Desde que no era más que un diminuto retoño, un impúber total y completamente obnubilado y rendido al embriagador poder de fascinación que posee el séptimo arte, he sentido una profunda y desaforada admiración hacia la figura de Francis Ford Coppola. La primera vez que vi Apocalypse Now experimenté en mi interior una inefable catarsis, un momento de gozo, de deleite, de fascinación, de terror, de delirio absolutamente inenarrable. Esa experiencia mística suponía el encuentro con un cine suicida, un cine entendido como arte total, un cine, en definitiva, más grande que la vida misma. Se trata de una extraordinaria película sobre el descenso del hombre a las lacerias y miserias más tenebrosas de la condición humana, una singladura apasionante y desquiciada hacia el corazón de las tinieblas, un periplo que desemboca en el horror más espantoso y mefistofélico que imaginarse pueda.

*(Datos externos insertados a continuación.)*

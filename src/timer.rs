//! Single-threaded timer wheel on a virtual clock.
//!
//! All effects in a session run on one logical thread: the host advances the
//! clock and the scheduler hands back due events one at a time, in due-time
//! order, ties broken by scheduling order. Handlers may schedule further
//! timers while draining; those fire in the same pass if they fall due
//! inside the window.
//!
//! Every scheduled event yields a [`TimerHandle`]. Cancelling a handle that
//! already fired or was cancelled is a no-op.

use std::collections::{BTreeMap, HashMap};
use std::time::Duration;

#[derive(Debug, Clone, Copy, PartialEq, Eq, Hash, PartialOrd, Ord)]
pub struct TimerHandle(u64);

#[derive(Debug)]
pub struct Scheduler<E> {
    now: Duration,
    next_seq: u64,
    queue: BTreeMap<(Duration, u64), E>,
    due_by_seq: HashMap<u64, Duration>,
}

impl<E> Scheduler<E> {
    pub fn new() -> Self {
        Self {
            now: Duration::ZERO,
            next_seq: 0,
            queue: BTreeMap::new(),
            due_by_seq: HashMap::new(),
        }
    }

    pub fn now(&self) -> Duration {
        self.now
    }

    pub fn schedule(&mut self, delay: Duration, event: E) -> TimerHandle {
        let seq = self.next_seq;
        self.next_seq += 1;
        let due = self.now.saturating_add(delay);
        self.queue.insert((due, seq), event);
        self.due_by_seq.insert(seq, due);
        TimerHandle(seq)
    }

    /// Removes a pending timer. Returns the event if it had not fired yet.
    pub fn cancel(&mut self, handle: TimerHandle) -> Option<E> {
        let due = self.due_by_seq.remove(&handle.0)?;
        self.queue.remove(&(due, handle.0))
    }

    pub fn is_pending(&self, handle: TimerHandle) -> bool {
        self.due_by_seq.contains_key(&handle.0)
    }

    pub fn pending(&self) -> usize {
        self.queue.len()
    }

    /// Due time of the earliest pending timer.
    pub fn next_due(&self) -> Option<Duration> {
        self.queue.keys().next().map(|(due, _)| *due)
    }

    /// Pops the earliest timer due at or before `until`, moving the clock to
    /// its due time.
    pub fn pop_due(&mut self, until: Duration) -> Option<(TimerHandle, E)> {
        let (&(due, seq), _) = self.queue.first_key_value()?;
        if due > until {
            return None;
        }
        let event = self.queue.remove(&(due, seq))?;
        self.due_by_seq.remove(&seq);
        self.now = self.now.max(due);
        Some((TimerHandle(seq), event))
    }

    /// Moves the clock forward without firing anything. Callers drain with
    /// [`Scheduler::pop_due`] first.
    pub fn settle(&mut self, until: Duration) {
        self.now = self.now.max(until);
    }
}

impl<E> Default for Scheduler<E> {
    fn default() -> Self {
        Self::new()
    }
}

No conozco ninguna otra película que haya sido capaz de llegar más lejos narrativa, filosófica, literaria o artísticamente hablando. Apocalypse Now es el apocalipsis del cine, el alfa y el omega del celuloide, el orto y el ocaso de una concepción de la vida y del arte. Todo empieza y todo termina con Apocalypse Now, el Quijote del cine, el manifiesto apasionado y enfebrecido de un artista, Coppola, que se volvió tarumba perdido con semejante proyecto, un hombretón molletudo y barbudo que rodó la diatriba más implacable que se ha formulado nunca contra el ortograma que guía la acción imperial de los Estados Unidos de Norteamérica. A saber: la liquidación del comunismo de la faz de la Tierra, pues, que nadie abrigue duda alguna, los yanquis, adalides por excelencia de la sacrosanta libertad, invadieron alevosamente un país donde no pintaban nada con el único objetivo de exterminar, literalmente, al comunismo realmente existente. Todos los cineastas del mundo se cortarían un brazo y lo que haga falta por contar en su zurrón con un filme de la magnitud, grandiosidad y enjundia de Apocalypse Now.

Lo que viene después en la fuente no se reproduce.